Slow deletes with the bulk delete tool

Hi guys! Hope you all are doing well.

I’ve been experimenting with the bulk-delete tool to delete exams and it works fine. The caveat however is that the deletes are quite slow for big studies (namely CT/MR with 500++ instances). I’ve seen times ranging from 10~40 minutes for some studies. I run the deletion as a daily routine to free space in the server, so it runs in parallel with the new arrival of exams.

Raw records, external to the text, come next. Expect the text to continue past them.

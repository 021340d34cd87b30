//! Lexer for native type strings.
//!
//! The [`Lexer`] turns a type string into [`Token`]s, dispatching on the
//! first character of each token.

use std::collections::VecDeque;

use typebind_core::ParseError;

use super::cursor::{Cursor, is_ident_continue, is_ident_start};
use super::token::{Token, TokenKind, lookup_keyword};

/// Lexer over a single type string.
///
/// Provides one token of lookahead via [`peek`](Self::peek).
pub struct Lexer<'src> {
    cursor: Cursor<'src>,
    lookahead: VecDeque<Token<'src>>,
}

impl<'src> Lexer<'src> {
    pub fn new(source: &'src str) -> Self {
        Self {
            cursor: Cursor::new(source),
            lookahead: VecDeque::with_capacity(1),
        }
    }

    /// Consume and return the next token.
    pub fn next_token(&mut self) -> Result<Token<'src>, ParseError> {
        if let Some(token) = self.lookahead.pop_front() {
            return Ok(token);
        }
        self.scan_token()
    }

    /// Look at the next token without consuming it.
    pub fn peek(&mut self) -> Result<Token<'src>, ParseError> {
        if let Some(token) = self.lookahead.front() {
            return Ok(*token);
        }
        let token = self.scan_token()?;
        self.lookahead.push_back(token);
        Ok(token)
    }

    /// Lex the whole input.
    pub fn tokenize(mut self) -> Result<Vec<Token<'src>>, ParseError> {
        let mut tokens = Vec::new();
        loop {
            let token = self.next_token()?;
            let done = token.kind == TokenKind::Eof;
            tokens.push(token);
            if done {
                return Ok(tokens);
            }
        }
    }

    fn scan_token(&mut self) -> Result<Token<'src>, ParseError> {
        self.cursor.skip_whitespace();

        let column = self.cursor.column();
        let Some(ch) = self.cursor.peek() else {
            return Ok(Token::new(TokenKind::Eof, "", column));
        };

        if is_ident_start(ch) {
            let ident = self.cursor.eat_while(is_ident_continue);
            let kind = lookup_keyword(ident).unwrap_or(TokenKind::Identifier);
            return Ok(Token::new(kind, ident, column));
        }

        let kind = match ch {
            '<' => TokenKind::Less,
            '>' => TokenKind::Greater,
            ',' => TokenKind::Comma,
            '*' => TokenKind::Star,
            '&' => TokenKind::Amp,
            other => return Err(ParseError::unexpected_char(column, other)),
        };
        self.cursor.advance();
        Ok(Token::new(kind, kind_lexeme(kind), column))
    }
}

fn kind_lexeme(kind: TokenKind) -> &'static str {
    match kind {
        TokenKind::Less => "<",
        TokenKind::Greater => ">",
        TokenKind::Comma => ",",
        TokenKind::Star => "*",
        TokenKind::Amp => "&",
        _ => "",
    }
}
//! Smart-pointer transformation.
//!
//! Binds `Wrapper<X>` through whatever handles `X *`. Values are moved
//! between the two representations with expression templates, in which
//! `{template}`, `{type}` and `{expr}` are substituted:
//!
//! | Hook | Direction | Default |
//! |------|-----------|---------|
//! | wrap | `X *` to `Wrapper<X>` | `{template}<{type}>({expr})` |
//! | unwrap | `Wrapper<X>` to `X *` | `{expr}.get()` |

use typebind_core::{CodeBlock, Declarations, RegistrationError, TypeDescriptor};
use typebind_registry::{Handler, HandlerSpec, TypeTransformation};

const DEFAULT_WRAP: &str = "{template}<{type}>({expr})";
const DEFAULT_UNWRAP: &str = "{expr}.get()";

/// Rewrites `[const ]Template<X>[ &]` to `X *`.
///
/// ```
/// use typebind::SmartPointerTransformation;
/// use typebind::TypeTransformation;
/// use typebind::parse_type;
///
/// let ptr = SmartPointerTransformation::new("MySmartPointer");
/// let ty = parse_type("MySmartPointer<testtype>").unwrap();
/// assert_eq!(ptr.untransformed_name(&ty).as_deref(), Some("testtype *"));
/// ```
#[derive(Debug, Clone, PartialEq, Eq)]
pub struct SmartPointerTransformation {
    template: String,
    name: String,
    wrap: String,
    unwrap: String,
}

impl SmartPointerTransformation {
    pub fn new(template: impl Into<String>) -> Self {
        let template = template.into();
        Self {
            name: format!("smart-pointer({template})"),
            template,
            wrap: DEFAULT_WRAP.to_string(),
            unwrap: DEFAULT_UNWRAP.to_string(),
        }
    }

    /// Expression that builds the smart pointer from a raw pointer.
    pub fn with_wrap(mut self, wrap: impl Into<String>) -> Self {
        self.wrap = wrap.into();
        self
    }

    /// Expression that extracts the raw pointer from the smart pointer.
    pub fn with_unwrap(mut self, unwrap: impl Into<String>) -> Self {
        self.unwrap = unwrap.into();
        self
    }

    pub fn template(&self) -> &str {
        &self.template
    }

    fn render(&self, pattern: &str, handler: &Handler, expr: &str) -> String {
        pattern
            .replace("{template}", &self.template)
            .replace("{type}", &handler.descriptor().base_name)
            .replace("{expr}", expr)
    }
}

impl TypeTransformation for SmartPointerTransformation {
    fn name(&self) -> &str {
        &self.name
    }

    fn untransformed_name(&self, ty: &TypeDescriptor) -> Option<String> {
        if ty.base_name != self.template || ty.is_pointer() {
            return None;
        }
        ty.template_arg.as_ref().map(|arg| format!("{arg} *"))
    }

    /// The smart pointer keeps ownership of the pointee.
    fn adjust_spec(&self, spec: HandlerSpec) -> HandlerSpec {
        spec.with_transfer_ownership(false)
    }

    fn transform(
        &self,
        handler: &Handler,
        _declarations: &mut Declarations,
        _code: &mut CodeBlock,
        expr: &str,
    ) -> String {
        self.render(&self.wrap, handler, expr)
    }

    fn untransform(
        &self,
        handler: &Handler,
        _declarations: &mut Declarations,
        _code: &mut CodeBlock,
        expr: &str,
    ) -> String {
        self.render(&self.unwrap, handler, expr)
    }

    fn validate(&self) -> Result<(), RegistrationError> {
        let invalid = |reason: &str| RegistrationError::InvalidTransformation {
            name: self.name.clone(),
            reason: reason.to_string(),
        };

        let bare = typebind_parser::parse_type(&self.template)
            .is_ok_and(|ty| ty == TypeDescriptor::new(self.template.as_str()));
        if !bare {
            return Err(invalid("template name must be a bare identifier"));
        }
        if !self.wrap.contains("{expr}") {
            return Err(invalid("wrap expression does not use {expr}"));
        }
        if !self.unwrap.contains("{expr}") {
            return Err(invalid("unwrap expression does not use {expr}"));
        }
        Ok(())
    }
}

#[cfg(test)]
mod tests {
    use super::*;
    use typebind_parser::parse_type;

    fn rewrite(t: &SmartPointerTransformation, ctype: &str) -> Option<String> {
        t.untransformed_name(&parse_type(ctype).unwrap())
    }

    #[test]
    fn rewrites_value_and_reference_forms() {
        let t = SmartPointerTransformation::new("Ptr");
        assert_eq!(rewrite(&t, "Ptr<Node>").as_deref(), Some("Node *"));
        assert_eq!(rewrite(&t, "const Ptr<Node> &").as_deref(), Some("Node *"));
        assert_eq!(rewrite(&t, "Ptr< Node >").as_deref(), Some("Node *"));
    }

    #[test]
    fn declines_other_types() {
        let t = SmartPointerTransformation::new("Ptr");
        assert_eq!(rewrite(&t, "Ptr<Node> *"), None);
        assert_eq!(rewrite(&t, "Other<Node>"), None);
        assert_eq!(rewrite(&t, "Ptr"), None);
        assert_eq!(rewrite(&t, "Node *"), None);
    }

    #[test]
    fn output_is_a_fixed_point() {
        let t = SmartPointerTransformation::new("Ptr");
        for ctype in ["Ptr<Node>", "Ptr<Ptr>", "const Ptr<int> &"] {
            let once = rewrite(&t, ctype).unwrap();
            assert_eq!(rewrite(&t, &once), None, "{ctype} rewrote twice");
        }
    }

    #[test]
    fn validate_checks_templates() {
        let t = SmartPointerTransformation::new("Ptr");
        assert!(t.validate().is_ok());
        assert!(t.with_unwrap("raw_pointer").validate().is_err());

        for template in ["Ptr<int>", "", "Ptr *"] {
            let t = SmartPointerTransformation::new(template);
            assert!(t.validate().is_err(), "{template:?}");
        }
    }
}
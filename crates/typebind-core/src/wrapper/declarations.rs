//! Local variable declarations for a wrapper body.

use rustc_hash::FxHashSet;

/// A single declared temporary.
#[derive(Debug, Clone, PartialEq, Eq)]
pub struct Declaration {
    /// Native type of the variable.
    pub ctype: String,
    /// Unique variable name.
    pub name: String,
    /// Optional initializer expression.
    pub initializer: Option<String>,
}

/// Ordered set of declared variables with unique names.
///
/// Names handed out are unique within the wrapper: asking for a name that
/// is already taken yields `name_2`, `name_3`, and so on.
///
/// ```
/// use typebind_core::Declarations;
///
/// let mut decls = Declarations::new();
/// assert_eq!(decls.declare_variable("int", "x", None), "x");
/// assert_eq!(decls.declare_variable("double", "x", Some("0.0")), "x_2");
/// assert_eq!(decls.len(), 2);
/// ```
#[derive(Debug, Clone, Default)]
pub struct Declarations {
    declarations: Vec<Declaration>,
    used_names: FxHashSet<String>,
}

impl Declarations {
    pub fn new() -> Self {
        Self::default()
    }

    /// Declare a variable and return the name it was given.
    pub fn declare_variable(
        &mut self,
        ctype: impl Into<String>,
        name: &str,
        initializer: Option<&str>,
    ) -> String {
        let name = self.reserve_name(name);
        self.declarations.push(Declaration {
            ctype: ctype.into(),
            name: name.clone(),
            initializer: initializer.map(str::to_string),
        });
        name
    }

    /// Claim a unique name without declaring anything under it.
    ///
    /// Used for names that exist in the wrapper but are defined elsewhere,
    /// such as the wrapper's own arguments.
    pub fn reserve_name(&mut self, name: &str) -> String {
        let unique = self.unique_name(name);
        self.used_names.insert(unique.clone());
        unique
    }

    /// Whether a name is already in use.
    pub fn is_used(&self, name: &str) -> bool {
        self.used_names.contains(name)
    }

    /// Look up a declaration by its (unique) name.
    pub fn get(&self, name: &str) -> Option<&Declaration> {
        self.declarations.iter().find(|d| d.name == name)
    }

    /// Declarations in the order they were made.
    pub fn iter(&self) -> impl Iterator<Item = &Declaration> {
        self.declarations.iter()
    }

    pub fn len(&self) -> usize {
        self.declarations.len()
    }

    pub fn is_empty(&self) -> bool {
        self.declarations.is_empty()
    }

    fn unique_name(&self, base: &str) -> String {
        if !self.used_names.contains(base) {
            return base.to_string();
        }
        (2..)
            .map(|n| format!("{base}_{n}"))
            .find(|candidate| !self.used_names.contains(candidate))
            .unwrap_or_else(|| base.to_string())
    }
}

I was wondering if there is anything I can do to speed up the process, since the big deletes puts heavy stress in the database, causing incoming exams to crash with MySQL errors (lock errors). I use Orthanc with MySQL, storing the exams in the filesystem. I’m also using Docker. Here are some parts of my configuration (the ones I think are the most relevant for the matter):

“StoreDicom”: true,
“DefaultEncoding”: “Utf8”,
“StorageDirectory”: “/root/orthanc-storage”,
“IndexDirectory”: “/root/orthanc-index”,
“TemporaryDirectory”: “/root/orthanc-cache”,
“MallocArenaMax” : 5,

“MySQL”: {
“EnableSsl” : false,
“EnableIndex”: true,
“EnableStorage”: false,
“Host”: “###MACHINE_LOCALHOST###”,
“Port”: 3306,
“UnixSocket”: “/var/lib/mysql/mysql.sock”,
“Database”: “###ORTHANC_DATABASE###”,
“Username”: “###ORTHANC_DATABASE_USER###”,
“Password”: “###ORTHANC_DATABASE_USER_PASSWORD###”,
“Lock”: false,
“MaximumConnectionRetries” : 10,
“ConnectionRetryInterval” : 5,
“IndexConnectionsCount”: 5
},

“DatabaseServerIdentifier” : “OrthancWriter”,
“ConcurrentJobs” : 10,

“SaveJobs”: true,
“JobsHistorySize”: 50,
“LimitJobs”: 20,
“MediaArchiveSize”: 20

As always, thanks for the help!

Hello,

There is a FAQ about this topic in the Orthanc Book:
https://book.orthanc-server.com/faq/scalability.html#slow-deletions

HTH,
Sébastien-

Hi Sebastien, thanks for the info! Indeed, deleting big files from the filesystem while having to update references in the database can be quite IO/CPU intensive. However, I suspect the slowness I am facing is linked MySQL locks, and I think Orthanc could avoid it.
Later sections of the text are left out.